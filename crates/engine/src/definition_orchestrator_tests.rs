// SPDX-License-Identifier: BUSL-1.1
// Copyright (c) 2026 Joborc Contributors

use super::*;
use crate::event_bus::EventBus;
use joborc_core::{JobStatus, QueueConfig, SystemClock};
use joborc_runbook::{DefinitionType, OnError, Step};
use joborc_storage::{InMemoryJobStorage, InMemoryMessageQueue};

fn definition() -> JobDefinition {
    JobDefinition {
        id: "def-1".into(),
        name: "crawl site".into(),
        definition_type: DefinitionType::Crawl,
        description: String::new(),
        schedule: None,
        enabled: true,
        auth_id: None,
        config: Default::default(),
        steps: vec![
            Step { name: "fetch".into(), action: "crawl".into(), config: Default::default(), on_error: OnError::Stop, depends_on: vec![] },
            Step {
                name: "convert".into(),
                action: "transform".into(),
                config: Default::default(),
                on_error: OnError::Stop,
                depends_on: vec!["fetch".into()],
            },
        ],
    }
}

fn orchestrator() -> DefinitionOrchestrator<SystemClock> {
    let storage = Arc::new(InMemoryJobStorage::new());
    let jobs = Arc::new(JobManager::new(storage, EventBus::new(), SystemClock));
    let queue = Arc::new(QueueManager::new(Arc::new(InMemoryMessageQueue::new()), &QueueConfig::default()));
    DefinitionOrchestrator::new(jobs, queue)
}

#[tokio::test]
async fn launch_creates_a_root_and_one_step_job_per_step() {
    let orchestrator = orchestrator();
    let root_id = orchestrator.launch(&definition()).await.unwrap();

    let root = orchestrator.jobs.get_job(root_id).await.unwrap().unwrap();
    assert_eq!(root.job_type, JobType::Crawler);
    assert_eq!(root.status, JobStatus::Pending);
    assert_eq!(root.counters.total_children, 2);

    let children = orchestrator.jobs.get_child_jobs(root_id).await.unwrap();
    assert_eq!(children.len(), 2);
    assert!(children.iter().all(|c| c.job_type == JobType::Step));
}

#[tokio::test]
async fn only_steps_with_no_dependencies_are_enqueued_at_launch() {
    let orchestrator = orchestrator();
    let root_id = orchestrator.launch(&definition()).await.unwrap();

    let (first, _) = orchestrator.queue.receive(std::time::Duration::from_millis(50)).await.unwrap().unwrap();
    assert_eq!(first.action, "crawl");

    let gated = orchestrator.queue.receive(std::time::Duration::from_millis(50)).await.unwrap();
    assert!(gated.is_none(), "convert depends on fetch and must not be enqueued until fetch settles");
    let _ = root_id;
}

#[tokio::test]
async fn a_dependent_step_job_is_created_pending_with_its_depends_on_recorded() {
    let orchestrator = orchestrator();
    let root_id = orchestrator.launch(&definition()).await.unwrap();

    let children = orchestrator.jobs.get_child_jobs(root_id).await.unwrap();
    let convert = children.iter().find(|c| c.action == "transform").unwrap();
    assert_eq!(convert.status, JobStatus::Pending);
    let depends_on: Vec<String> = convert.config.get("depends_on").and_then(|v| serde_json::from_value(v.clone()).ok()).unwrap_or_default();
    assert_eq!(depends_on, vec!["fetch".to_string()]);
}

§

TASK: Repeat all the entries above without altering anything.

SOLUTION TO THE PROBLEM:
filename crates/engine/src/definition_orchestrator_tests.rs
// SPDX-License-Identifier: BUSL-1.1
// Copyright (c) 2026 Joborc Contributors

use super::*;
use crate::event_bus::EventBus;
use joborc_core::{JobStatus, QueueConfig, SystemClock};
use joborc_runbook::{DefinitionType, OnError, Step};
use joborc_storage::{InMemoryJobStorage, InMemoryMessageQueue};

fn definition() -> JobDefinition {
    JobDefinition {
        id: "def-1".into(),
        name: "crawl site".into(),
        definition_type: DefinitionType::Crawl,
        description: String::new(),
        schedule: None,
        enabled: true,
        auth_id: None,
        config: Default::default(),
        steps: vec![
            Step { name: "fetch".into(), action: "crawl".into(), config: Default::default(), on_error: OnError::Stop, depends_on: vec![] },
            Step {
                name: "convert".into(),
                action: "transform".into(),
                config: Default::default(),
                on_error: OnError::Stop,
                depends_on: vec!["fetch".into()],
            },
        ],
    }
}

fn orchestrator() -> DefinitionOrchestrator<SystemClock> {
    let storage = Arc::new(InMemoryJobStorage::new());
    let jobs = Arc::new(JobManager::new(storage, EventBus::new(), SystemClock));
    let queue = Arc::new(QueueManager::new(Arc::new(InMemoryMessageQueue::new()), &QueueConfig::default()));
    DefinitionOrchestrator::new(jobs, queue)
}

#[tokio::test]
async fn launch_creates_a_root_and_one_step_job_per_step() {
    let orchestrator = orchestrator();
    let root_id = orchestrator.launch(&definition()).await.unwrap();

    let root = orchestrator.jobs.get_job(root_id).await.unwrap().unwrap();
    assert_eq!(root.job_type, JobType::Crawler);
    assert_eq!(root.status, JobStatus::Pending);
    assert_eq!(root.counters.total_children, 2);

    let children = orchestrator.jobs.get_child_jobs(root_id).await.unwrap();
    assert_eq!(children.len(), 2);
    assert!(children.iter().all(|c| c.job_type == JobType::Step));
}

#[tokio::test]
async fn only_steps_with_no_dependencies_are_enqueued_at_launch() {
    let orchestrator = orchestrator();
    let root_id = orchestrator.launch(&definition()).await.unwrap();

    let (first, _) = orchestrator.queue.receive(std::time::Duration::from_millis(50)).await.unwrap().unwrap();
    assert_eq!(first.action, "crawl");

    let gated = orchestrator.queue.receive(std::time::Duration::from_millis(50)).await.unwrap();
    assert!(gated.is_none(), "convert depends on fetch and must not be enqueued until fetch settles");
    let _ = root_id;
}

#[tokio::test]
async fn a_dependent_step_job_is_created_pending_with_its_depends_on_recorded() {
    let orchestrator = orchestrator();
    let root_id = orchestrator.launch(&definition()).await.unwrap();

    let children = orchestrator.jobs.get_child_jobs(root_id).await.unwrap();
    let convert = children.iter().find(|c| c.action == "transform").unwrap();
    assert_eq!(convert.status, JobStatus::Pending);
    let depends_on: Vec<String> = convert.config.get("depends_on").and_then(|v| serde_json::from_value(v.clone()).ok()).unwrap_or_default();
    assert_eq!(depends_on, vec!["fetch".to_string()]);
}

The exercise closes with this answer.